In "The Red Wheelbarrow," the eye perceives four small, distinct stanzas, with four words each. Each stanza has three words on the first line and one on the second; there is a minimalistic uniformity. There is no doubt that the form of this poem heightens the sense of its tone, but the actual effect defies definition. The subtlety of the visual and auditory rhythm in the poem parallels the subtlety of its imagery. If the image is directly conveyed from Williams' mind to reader's mind, then so is the rhythm. 

An exploration of Williams' use of rhythm naturally encourages a discussion of his use of prose. In Spring and All, he writes that "The nature of the difference between what is termed prose on the one hand and verse on the other is not to be discovered
by a study of the metrical characteristics of the words as they occur in juxtaposition" (229).
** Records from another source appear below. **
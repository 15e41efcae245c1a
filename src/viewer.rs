use std::collections::HashMap;

use anyhow::Context;
use glam::{Vec2, Vec3, Vec4};

use crate::animation::{AnimationClip, AnimationMixer};
use crate::camera::{Camera, OrbitController};
use crate::lighting::Lighting;
use crate::loader::{AssetLoader, GltfAsset, LoadEvent};
use crate::model::Model;
use crate::params::SizeParams;
use crate::scene_graph::object3d::ObjectId;
use crate::scene_graph::scene::Scene;

pub const MANNEQUIN_PATH: &str = "assets/mannequin/mannequin.gltf";
pub const ANIMATION_PATH: &str = "assets/mannequin/dance.gltf";

const MANNEQUIN_BASE_SCALE: f32 = 0.1;
const MANNEQUIN_COLOR: Vec4 = Vec4::new(0.7, 0.7, 0.7, 1.0);
const GROUND_COLOR: Vec4 = Vec4::new(0.125, 0.125, 0.125, 1.0);

/// Everything the frame loop reads and writes: the scene, the camera and
/// its orbit controller, the size parameters from the form, and the
/// active animation mixers. The mannequin handle stays `None` until its
/// load completes; the loop skips the scale update in the meantime.
pub struct ViewerState {
    pub camera: Camera,
    pub orbit: OrbitController,
    pub scene: Scene,
    pub lighting: Lighting,
    pub params: SizeParams,
    pub mixers: Vec<AnimationMixer>,
    pub mannequin: Option<ObjectId>,
    mannequin_nodes: HashMap<String, ObjectId>,
    loader: AssetLoader,
}

impl ViewerState {
    pub fn new() -> anyhow::Result<Self> {
        let camera = Camera::fixed();
        let orbit = OrbitController::from_camera(&camera);

        let mut scene = Scene::new();
        scene.spawn_model(Model::plane("Ground", Vec2::splat(100.0), 10), GROUND_COLOR);

        let mut loader = AssetLoader::new().context("Failed to create asset loader")?;
        loader.request_mannequin(MANNEQUIN_PATH);

        Ok(Self {
            camera,
            orbit,
            scene,
            lighting: Lighting::fixed(),
            params: SizeParams::default(),
            mixers: Vec::new(),
            mannequin: None,
            mannequin_nodes: HashMap::new(),
            loader,
        })
    }

    /// Entry point for the size form. Invalid inputs fall back to the
    /// default size; the previous parameters are overwritten either way.
    pub fn handle_sizes(&mut self, leg: &str, arm: &str, torso: &str) {
        self.params = SizeParams::from_inputs(leg, arm, torso);
        log::info!(
            "Received sizes: leg {}, arm {}, torso {}",
            self.params.leg,
            self.params.arm,
            self.params.torso
        );
    }

    /// Per-frame update: drain finished loads, step every mixer with the
    /// same delta, apply the size parameters to the mannequin if it is
    /// present, and refresh world transforms.
    pub fn update(&mut self, delta: f32) {
        while let Some(event) = self.loader.try_next() {
            self.handle_load_event(event);
        }

        for mixer in &mut self.mixers {
            mixer.update(delta, &mut self.scene);
        }

        if let Some(mannequin) = self.mannequin {
            self.scene.set_object_scale(mannequin, self.params.scale());
        }

        self.orbit.update_camera(&mut self.camera);
        self.scene.update_transforms();
    }

    fn handle_load_event(&mut self, event: LoadEvent) {
        match event {
            LoadEvent::MannequinLoaded(asset) => self.on_mannequin_loaded(asset),
            LoadEvent::MannequinFailed(error) => {
                log::error!("Failed to load mannequin: {error:#}");
            }
            LoadEvent::AnimationLoaded(asset) => self.on_animation_loaded(asset),
            LoadEvent::AnimationFailed(error) => {
                log::error!("Failed to load animation: {error:#}");
            }
        }
    }

    fn on_mannequin_loaded(&mut self, asset: GltfAsset) {
        let Some(gltf_scene) = asset
            .document
            .default_scene()
            .or_else(|| asset.document.scenes().next())
        else {
            log::error!("Mannequin asset contains no scenes");
            return;
        };

        match self
            .scene
            .spawn_gltf_scene("Mannequin", MANNEQUIN_COLOR, &asset.buffers, &gltf_scene)
        {
            Ok(spawned) => {
                self.scene
                    .set_object_scale(spawned.root, Vec3::splat(MANNEQUIN_BASE_SCALE));
                self.mannequin = Some(spawned.root);
                self.mannequin_nodes = spawned.nodes_by_name;
                log::info!("Loaded mannequin ({} nodes)", self.mannequin_nodes.len());

                // The animation can only be bound once the mesh exists,
                // so its load is kicked off here rather than at startup.
                self.loader.request_animation(ANIMATION_PATH);
            }
            Err(error) => log::error!("Failed to spawn mannequin: {error:#}"),
        }
    }

    fn on_animation_loaded(&mut self, asset: GltfAsset) {
        let Some(animation) = asset.document.animations().next() else {
            log::error!("Animation asset contains no clips");
            return;
        };

        match AnimationClip::from_gltf(&animation, &asset.buffers, &self.mannequin_nodes) {
            Ok(clip) => {
                if clip.channels.is_empty() {
                    log::warn!("Clip {} has no channels targeting the mannequin", clip.name);
                }
                log::info!("Playing animation clip {}", clip.name);
                self.mixers.push(AnimationMixer::new(clip));
            }
            Err(error) => log::error!("Failed to read animation: {error:#}"),
        }
    }
}

#[cfg(test)]
mod tests {
    use super::*;
    use crate::params::DEFAULT_SIZE;
    use crate::scene_graph::object3d::Object3D;
    use std::time::Duration;

    /// In-memory mannequin stand-in: a scene with a named root node and a
    /// named child, no mesh data.
    fn rigged_asset() -> GltfAsset {
        let json = br#"{
            "asset": {"version": "2.0"},
            "scene": 0,
            "scenes": [{"nodes": [0]}],
            "nodes": [
                {"name": "Root", "children": [1]},
                {"name": "Hips"}
            ]
        }"#;

        let gltf = gltf::Gltf::from_slice(json).unwrap();
        GltfAsset {
            document: gltf.document,
            buffers: Vec::new(),
        }
    }

    fn wait_for_event(state: &mut ViewerState) -> Option<LoadEvent> {
        for _ in 0..250 {
            if let Some(event) = state.loader.try_next() {
                return Some(event);
            }
            std::thread::sleep(Duration::from_millis(20));
        }
        None
    }

    #[test]
    fn form_submission_with_one_bad_field() {
        let mut state = ViewerState::new().unwrap();
        state.handle_sizes("5", "7", "bad");

        assert_eq!(state.params.leg, 5.0);
        assert_eq!(state.params.arm, 7.0);
        assert_eq!(state.params.torso, DEFAULT_SIZE);
    }

    #[test]
    fn update_without_mannequin_skips_scale_writes() {
        let mut state = ViewerState::new().unwrap();
        state.handle_sizes("2", "3", "4");

        for _ in 0..3 {
            state.update(0.016);
        }

        assert!(state.mannequin.is_none());
        assert!(state.mixers.is_empty());
    }

    #[test]
    fn params_drive_mannequin_scale_even_without_mixers() {
        let mut state = ViewerState::new().unwrap();

        // Stand-in for a completed mesh load whose animation never arrived.
        let stand_in = state.scene.add_object(Object3D::named("Mannequin"));
        state.mannequin = Some(stand_in);

        state.handle_sizes("5", "7", "bad");
        state.update(0.016);

        let scale = state
            .scene
            .get_object(stand_in)
            .unwrap()
            .transform
            .scale();
        assert_eq!(scale, Vec3::new(7.0, 5.0, DEFAULT_SIZE));
        assert!(state.mixers.is_empty());
    }

    #[test]
    fn mesh_success_spawns_mannequin_and_requests_animation() {
        let mut state = ViewerState::new().unwrap();
        state.handle_load_event(LoadEvent::MannequinLoaded(rigged_asset()));

        let mannequin = state.mannequin.expect("mannequin handle should be set");
        assert!(state.mannequin_nodes.contains_key("Root"));
        assert!(state.mannequin_nodes.contains_key("Hips"));

        // The animation file does not exist here, so the request issued
        // from the mesh-success handler must surface as a failure event.
        let mut saw_animation_failure = false;
        while let Some(event) = wait_for_event(&mut state) {
            match event {
                LoadEvent::AnimationFailed(error) => {
                    assert!(error.to_string().contains(ANIMATION_PATH));
                    state.handle_load_event(LoadEvent::AnimationFailed(error));
                    saw_animation_failure = true;
                    break;
                }
                // The startup mannequin request fails in the test cwd.
                other => state.handle_load_event(other),
            }
        }
        assert!(saw_animation_failure, "no animation request was issued");

        // Animation failure leaves the mixer list empty while scale
        // updates keep applying.
        state.handle_sizes("5", "7", "9");
        state.update(0.016);
        assert!(state.mixers.is_empty());
        let scale = state
            .scene
            .get_object(mannequin)
            .unwrap()
            .transform
            .scale();
        assert_eq!(scale, Vec3::new(7.0, 5.0, 9.0));
    }

    #[test]
    fn mesh_failure_requests_no_animation() {
        let mut state = ViewerState::new().unwrap();

        // The startup request targets a path that does not exist in the
        // test cwd; the only event the loader ever produces is its failure.
        match wait_for_event(&mut state) {
            Some(LoadEvent::MannequinFailed(error)) => {
                state.handle_load_event(LoadEvent::MannequinFailed(error));
            }
            Some(_) => panic!("expected a mannequin failure event"),
            None => panic!("loader produced no event within the deadline"),
        }

        assert!(state.mannequin.is_none());
        assert!(state.mannequin_nodes.is_empty());
        assert!(state.mixers.is_empty());

        std::thread::sleep(Duration::from_millis(100));
        assert!(
            state.loader.try_next().is_none(),
            "no follow-up request should be pending after a mesh failure"
        );
    }

    #[test]
    fn negative_sizes_are_applied_unclamped() {
        let mut state = ViewerState::new().unwrap();
        let stand_in = state.scene.add_object(Object3D::named("Mannequin"));
        state.mannequin = Some(stand_in);

        state.handle_sizes("-1", "0", "2");
        state.update(0.016);

        let scale = state
            .scene
            .get_object(stand_in)
            .unwrap()
            .transform
            .scale();
        assert_eq!(scale, Vec3::new(0.0, -1.0, 2.0));
    }
}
In other words, meter is not the essential factor in distinguishing between verse and prose. Williams concludes that poetry and prose are aspects of the same art, and each becomes more distinct as the meter becomes more or less substantial. William uses prose as a practical mean of accomplishing what poetry can not in Spring and All. It is a way to clarify and convey information about an idea or emotion already expressed through poetry. 
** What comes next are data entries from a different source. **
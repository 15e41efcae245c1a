use glam::Vec3;

/// Fallback size used whenever a form input fails to parse.
pub const DEFAULT_SIZE: f32 = 10.0;

/// Mannequin proportions as entered in the size form. Owned by the viewer
/// state and overwritten wholesale on every submission; the values are
/// applied to the mannequin's scale unchecked, so negative or zero sizes
/// mirror or collapse the mesh.
#[derive(Debug, Clone, Copy, PartialEq)]
pub struct SizeParams {
    pub leg: f32,
    pub arm: f32,
    pub torso: f32,
}

impl Default for SizeParams {
    fn default() -> Self {
        Self {
            leg: DEFAULT_SIZE,
            arm: DEFAULT_SIZE,
            torso: DEFAULT_SIZE,
        }
    }
}

impl SizeParams {
    /// Parses raw form inputs, substituting [`DEFAULT_SIZE`] for anything
    /// that is not a finite number.
    pub fn from_inputs(leg: &str, arm: &str, torso: &str) -> Self {
        Self {
            leg: parse_size(leg),
            arm: parse_size(arm),
            torso: parse_size(torso),
        }
    }

    /// Scale vector written into the mannequin's transform each frame.
    /// Arm size spans the x axis, leg length the y axis, torso depth z.
    pub fn scale(&self) -> Vec3 {
        Vec3::new(self.arm, self.leg, self.torso)
    }
}

fn parse_size(input: &str) -> f32 {
    match input.trim().parse::<f32>() {
        Ok(value) if value.is_finite() => value,
        _ => DEFAULT_SIZE,
    }
}

#[cfg(test)]
mod tests {
    use super::*;

    #[test]
    fn invalid_inputs_fall_back_to_default() {
        for input in ["", "abc", "12abc", "NaN", "inf", "--4"] {
            assert_eq!(parse_size(input), DEFAULT_SIZE, "input: {input:?}");
        }
    }

    #[test]
    fn valid_inputs_parse_exactly() {
        assert_eq!(parse_size("5"), 5.0);
        assert_eq!(parse_size("7.25"), 7.25);
        assert_eq!(parse_size(" 3.5 "), 3.5);
        assert_eq!(parse_size("-2"), -2.0);
        assert_eq!(parse_size("0"), 0.0);
    }

    #[test]
    fn mixed_form_submission() {
        let params = SizeParams::from_inputs("5", "7", "bad");
        assert_eq!(
            params,
            SizeParams {
                leg: 5.0,
                arm: 7.0,
                torso: DEFAULT_SIZE,
            }
        );
    }

    #[test]
    fn scale_maps_arm_leg_torso_to_xyz() {
        let params = SizeParams {
            leg: 1.0,
            arm: 2.0,
            torso: 3.0,
        };
        assert_eq!(params.scale(), Vec3::new(2.0, 1.0, 3.0));
    }
}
There is no doubt that the rhythm of Whitman's verse is more pronounced than that of Williams. It suggests the more traditional, but it is clear that Whitman is willing to break with form when desired, slipping toward prose: "Houses and rooms are full of perfumes,/ the shelves are crowded with perfumes,/ I breath the fragrance myself and know it and like it,/ The distillation would intoxicate me also, but I shall not let it" (24) On the subject of rhythm, Williams said that "Whitman was on the right track, but when he switched to the English intonation, and followed the English method of recording the feet, he didn't realize it was a different method, which was not satisfactory to an American" (Plimpton, 169). This distinction that Williams makes between his own poetry and Whitman's suggests that the search for a culture idiom is crucial to the development of a viable poetic persona.
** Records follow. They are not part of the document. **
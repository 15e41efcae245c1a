use glam::{Mat4, Quat, Vec3, Vec4};
use id_arena::Arena;
use std::collections::HashMap;

use crate::model::{Buffers, Model};
use crate::scene_graph::object3d::{Object3D, ObjectId};
use crate::scene_graph::scene_model::{SceneModel, SceneModelId};

/// Result of instantiating a glTF scene: the group object wrapping all of
/// the file's root nodes, plus a name index used to bind animation
/// channels to the spawned objects.
pub struct SpawnedGltf {
    pub root: ObjectId,
    pub nodes_by_name: HashMap<String, ObjectId>,
}

pub struct Scene {
    pub objects: Arena<Object3D>,
    pub models: Arena<SceneModel>,
    gltf_mesh_to_model: HashMap<usize, SceneModelId>,
}

impl Scene {
    pub fn new() -> Self {
        Self {
            objects: Arena::new(),
            models: Arena::new(),
            gltf_mesh_to_model: HashMap::new(),
        }
    }

    pub fn add_object(&mut self, object: Object3D) -> ObjectId {
        self.objects.alloc(object)
    }

    pub fn get_object(&self, id: ObjectId) -> Option<&Object3D> {
        self.objects.get(id)
    }

    pub fn add_model(&mut self, model: SceneModel) -> SceneModelId {
        self.models.alloc(model)
    }

    /// Adds a standalone model under a new root object, e.g. the ground
    /// plane the mannequin stands on.
    pub fn spawn_model(&mut self, model: Model, color: Vec4) -> ObjectId {
        let mut object = Object3D::named(model.name.clone());
        let model_id = self.add_model(SceneModel::new(model, color));
        object.model_id = Some(model_id);
        self.add_object(object)
    }

    /// Instantiates every root node of a glTF scene under a single group
    /// object so the whole asset can be transformed as one handle.
    pub fn spawn_gltf_scene(
        &mut self,
        group_name: &str,
        color: Vec4,
        buffers: Buffers,
        scene: &gltf::Scene,
    ) -> anyhow::Result<SpawnedGltf> {
        let root = self.add_object(Object3D::named(group_name));
        let mut nodes_by_name = HashMap::new();

        for node in scene.nodes() {
            self.spawn_gltf_node(color, buffers, &node, root, &mut nodes_by_name)?;
        }

        if self.objects[root].child_ids.is_empty() {
            return Err(anyhow::anyhow!("glTF scene {group_name} has no nodes"));
        }

        Ok(SpawnedGltf {
            root,
            nodes_by_name,
        })
    }

    fn spawn_gltf_node(
        &mut self,
        color: Vec4,
        buffers: Buffers,
        node: &gltf::Node,
        parent: ObjectId,
        nodes_by_name: &mut HashMap<String, ObjectId>,
    ) -> anyhow::Result<ObjectId> {
        let mut object = Object3D::default();
        let node_name = node.name().unwrap_or("Unnamed").to_string();
        object.name = node_name.clone();

        let (translation, rotation, scale) = node.transform().decomposed();
        object.transform.set_transform(
            translation.into(),
            Quat::from_array(rotation),
            Vec3::from(scale),
        );

        if let Some(mesh) = node.mesh() {
            let mesh_index = mesh.index();

            let model_id = match self.gltf_mesh_to_model.get(&mesh_index).copied() {
                Some(model_id) => model_id,
                None => {
                    let mesh_name = mesh
                        .name()
                        .map(String::from)
                        .unwrap_or_else(|| format!("{node_name} (Mesh)"));

                    let model = Model::from_gltf(mesh_name, mesh, buffers)?;
                    let model_id = self.add_model(SceneModel::new(model, color));
                    self.gltf_mesh_to_model.insert(mesh_index, model_id);
                    model_id
                }
            };

            object.model_id = Some(model_id);
        }

        let object_id = self.add_object(object);
        self.set_object_parent(object_id, Some(parent));

        if let Some(name) = node.name() {
            nodes_by_name.entry(name.to_string()).or_insert(object_id);
        }

        for child in node.children() {
            self.spawn_gltf_node(color, buffers, &child, object_id, nodes_by_name)?;
        }

        Ok(object_id)
    }

    /// Recomputes world matrices for every object whose hierarchy was
    /// invalidated since the last call. Runs once per frame, after
    /// animation and parameter updates.
    pub fn update_transforms(&self) {
        let root_objects = self.objects.iter().filter_map(|(id, object)| {
            if object.parent_id.is_none() {
                Some(id)
            } else {
                None
            }
        });

        for root_id in root_objects {
            self.update_object_transform_recursive(root_id, Mat4::IDENTITY);
        }
    }

    fn update_object_transform_recursive(&self, object_id: ObjectId, parent_world_matrix: Mat4) {
        if let Some(object) = self.objects.get(object_id) {
            if object.transform.is_world_dirty() {
                let local_matrix = *object.transform.get_local_matrix();
                let world_matrix = parent_world_matrix * local_matrix;
                object.transform.set_world_matrix(world_matrix);
            }

            let world_matrix = *object.transform.get_world_matrix();
            for &child_id in &object.child_ids {
                self.update_object_transform_recursive(child_id, world_matrix);
            }
        }
    }

    pub fn invalidate_object_hierarchy(&self, object_id: ObjectId) {
        if let Some(object) = self.objects.get(object_id) {
            object.transform.invalidate_world();

            for &child_id in &object.child_ids {
                self.invalidate_object_hierarchy(child_id);
            }
        }
    }

    pub fn set_object_parent(&mut self, child_id: ObjectId, new_parent_id: Option<ObjectId>) {
        if let Some(child) = self.objects.get(child_id) {
            if let Some(old_parent_id) = child.parent_id {
                if let Some(old_parent) = self.objects.get_mut(old_parent_id) {
                    old_parent.child_ids.retain(|&id| id != child_id);
                }
            }
        }

        if let Some(child) = self.objects.get_mut(child_id) {
            child.parent_id = new_parent_id;

            if let Some(new_parent_id) = new_parent_id {
                if let Some(new_parent) = self.objects.get_mut(new_parent_id) {
                    new_parent.child_ids.push(child_id);
                }
            }
        }

        self.invalidate_object_hierarchy(child_id);
    }

    pub fn set_object_translation(&mut self, object_id: ObjectId, translation: Vec3) {
        if let Some(object) = self.objects.get_mut(object_id) {
            object.transform.set_translation(translation);
        }
        self.invalidate_object_hierarchy(object_id);
    }

    pub fn set_object_rotation(&mut self, object_id: ObjectId, rotation: Quat) {
        if let Some(object) = self.objects.get_mut(object_id) {
            object.transform.set_rotation(rotation);
        }
        self.invalidate_object_hierarchy(object_id);
    }

    pub fn set_object_scale(&mut self, object_id: ObjectId, scale: Vec3) {
        if let Some(object) = self.objects.get_mut(object_id) {
            object.transform.set_scale(scale);
        }
        self.invalidate_object_hierarchy(object_id);
    }
}

#[cfg(test)]
mod tests {
    use super::*;
    use glam::Vec2;

    fn scene_with_child() -> (Scene, ObjectId, ObjectId) {
        let mut scene = Scene::new();
        let parent = scene.add_object(Object3D::named("parent"));
        let child = scene.add_object(Object3D::named("child"));
        scene.set_object_parent(child, Some(parent));
        (scene, parent, child)
    }

    #[test]
    fn child_world_matrix_composes_with_parent() {
        let (mut scene, parent, child) = scene_with_child();
        scene.set_object_translation(parent, Vec3::new(0.0, 5.0, 0.0));
        scene.set_object_translation(child, Vec3::new(1.0, 0.0, 0.0));
        scene.update_transforms();

        let world = *scene.get_object(child).unwrap().transform.get_world_matrix();
        assert_eq!(world.transform_point3(Vec3::ZERO), Vec3::new(1.0, 5.0, 0.0));
    }

    #[test]
    fn parent_scale_propagates_to_children() {
        let (mut scene, parent, child) = scene_with_child();
        scene.set_object_scale(parent, Vec3::new(2.0, 3.0, 4.0));
        scene.set_object_translation(child, Vec3::ONE);
        scene.update_transforms();

        let world = *scene.get_object(child).unwrap().transform.get_world_matrix();
        assert_eq!(world.transform_point3(Vec3::ZERO), Vec3::new(2.0, 3.0, 4.0));
    }

    #[test]
    fn reparenting_updates_child_lists() {
        let (mut scene, parent, child) = scene_with_child();
        let other = scene.add_object(Object3D::named("other"));
        scene.set_object_parent(child, Some(other));

        assert!(scene.get_object(parent).unwrap().child_ids.is_empty());
        assert_eq!(scene.get_object(other).unwrap().child_ids, vec![child]);
        assert_eq!(scene.get_object(child).unwrap().parent_id, Some(other));
    }

    #[test]
    fn spawn_model_links_object_to_model() {
        let mut scene = Scene::new();
        let id = scene.spawn_model(
            Model::plane("Ground", Vec2::splat(100.0), 10),
            Vec4::new(0.125, 0.125, 0.125, 1.0),
        );

        let object = scene.get_object(id).unwrap();
        let model_id = object.model_id.expect("object should reference a model");
        assert_eq!(scene.models.get(model_id).unwrap().name, "Ground");
    }
}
Whitman is successful in his appeal to a common American audience primarily through his use of imagery, and the true value of Williams' poetry may be found in his extremely subtle, variable, and exquisite form. Both poets take a pragmatic approach to their vocation, using whatever they need to successfully commune with their audience. 

According to Williams, a poet must write about "things with which he is familiar, simple things - at the same time to detach them from ordinary experience to the imagination" 

( 197). This is the most obvious advice that a writer can offer: "Write what you know." And that is what Walt Whitman and William Carlos Williams do, as well as writing what their audience knows. In other words, both establish a relationship with their readers by appealing to a sense of the familiar and ordinary, "that life becomes
actual only when it is identified with ourselves".
Whitman uses imagery that acts as examples of American culture, a framework in which Americans can identify.
Williams uses simple images of simple things, and a natural rhythm that seem to directly reflect his own thought processes, that of a modern American. The techniques of both authors create a distinctive poetic persona. The result is a substantial relationship between author and reader suggesting and providing common experience.